Family travel can be tough, especially when it involves multiple generations. However, if you throw in an amazing destination, active travel and the threat of perishing in an active volcano, well, it will always be a memorable vacation if nothing else. For instance, our guest contributor, Vickie Lillo recently took her family on an adventure of a lifetime, hiking Nicaragua’s Telica Volcano.
An active volcano about 18 miles from the capital, the Telica Volcano last erupted in 1948. But … it continues to smoke and rumble as if it’s just waiting for the right moment to explode. Vickie is here today to tell us all about her family’s incredible hiking adventure, trekking up the volcano, camping at its base and stopping at the famed hot springs of San Jacinto.
Hiking Nicaragua’s Telica Volcano
“Lote, lote, lote!” the grizzled Nicaraguan woman chanted as she maneuvered among the throngs of human flotsam straddling the aisles of our chicken bus.

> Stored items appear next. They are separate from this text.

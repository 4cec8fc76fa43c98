//! Domain Model
//!
//! Plain data carriers returned by the marketplace service.

use serde::{Deserialize, Serialize};

/// A marketplace, grouping a set of categories.
#[derive(Debug, Clone, Default, PartialEq, Eq, Serialize, Deserialize)]
pub struct Market {
    pub id: Option<String>,
    pub name: Option<String>,
    pub url: Option<String>,
    #[serde(default)]
    pub categories: Vec<Category>,
}

impl Market {
    pub fn with_id(id: impl Into<String>) -> Self {
        Self {
            id: Some(id.into()),
            ..Self::default()
        }
    }
}

/// A category inside a market.
#[derive(Debug, Clone, Default, PartialEq, Eq, Serialize, Deserialize)]
pub struct Category {
    pub id: Option<String>,
    pub name: Option<String>,
    pub url: Option<String>,
    pub count: Option<u32>,
}

impl Category {
    pub fn with_id(id: impl Into<String>) -> Self {
        Self {
            id: Some(id.into()),
            ..Self::default()
        }
    }
}

/// A single listing.
#[derive(Debug, Clone, Default, PartialEq, Eq, Serialize, Deserialize)]
pub struct Node {
    pub id: Option<String>,
    pub name: Option<String>,
    pub url: Option<String>,
    pub short_description: Option<String>,
    #[serde(default)]
    pub tags: Vec<String>,
    pub favorited: Option<u32>,
    pub installs_total: Option<u32>,
}

impl Node {
    pub fn with_id(id: impl Into<String>) -> Self {
        Self {
            id: Some(id.into()),
            ..Self::default()
        }
    }

    pub fn with_url(url: impl Into<String>) -> Self {
        Self {
            url: Some(url.into()),
            ..Self::default()
        }
    }
}

/// Result of a search-like query.
#[derive(Debug, Clone, Default, PartialEq, Eq, Serialize, Deserialize)]
pub struct SearchResult {
    pub matched_count: Option<u32>,
    #[serde(default)]
    pub nodes: Vec<Node>,
}

/// Marketplace news item.
#[derive(Debug, Clone, Default, PartialEq, Eq, Serialize, Deserialize)]
pub struct News {
    pub id: Option<String>,
    pub title: Option<String>,
    pub short_title: Option<String>,
    pub url: Option<String>,
    /// Publication time, seconds since the Unix epoch
    pub timestamp: Option<i64>,
}

/// A named list of favorited nodes, owned by a marketplace user.
#[derive(Debug, Clone, Default, PartialEq, Eq, Serialize, Deserialize)]
pub struct FavoriteList {
    pub id: Option<String>,
    pub name: Option<String>,
    pub owner: Option<String>,
    pub owner_profile_url: Option<String>,
    pub icon: Option<String>,
    #[serde(default)]
    pub nodes: Vec<Node>,
}

/// Details of an install that could not be resolved.
#[derive(Debug, Clone, Default, PartialEq, Eq, Serialize, Deserialize)]
pub struct InstallErrorReport {
    /// Status message of the failed operation
    pub status: String,
    /// Nodes included in the install, empty if unknown
    #[serde(default)]
    pub nodes: Vec<Node>,
    /// Installable units as `id,version`, empty if unknown
    #[serde(default)]
    pub installable_units: Vec<String>,
    pub resolution_details: Option<String>,
}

“Lote…siete córdobas.” Corn. Teaming hot corn-on-the-cob. Savory goodness for only seven córdobas, barely more than a quarter. Her gnarled fingers plucked one last ear from the bucket – for that final sale – before making a swift exit down the steps. My husband Gustavo and I were wedged tight as sardines into our seats, while our son Nicolas and our tour guide Florian from Sonati Tours clung to the overhead rail.
I clenched a bag of rosquillas (delicious corn snacks, the local specialty from Somoto Canyon) with one hand and braced myself with the other as we lurched out of the station, away from the hub of downtown Léon, toward the bubbling mud pots at los Hervidores de San Jacinto.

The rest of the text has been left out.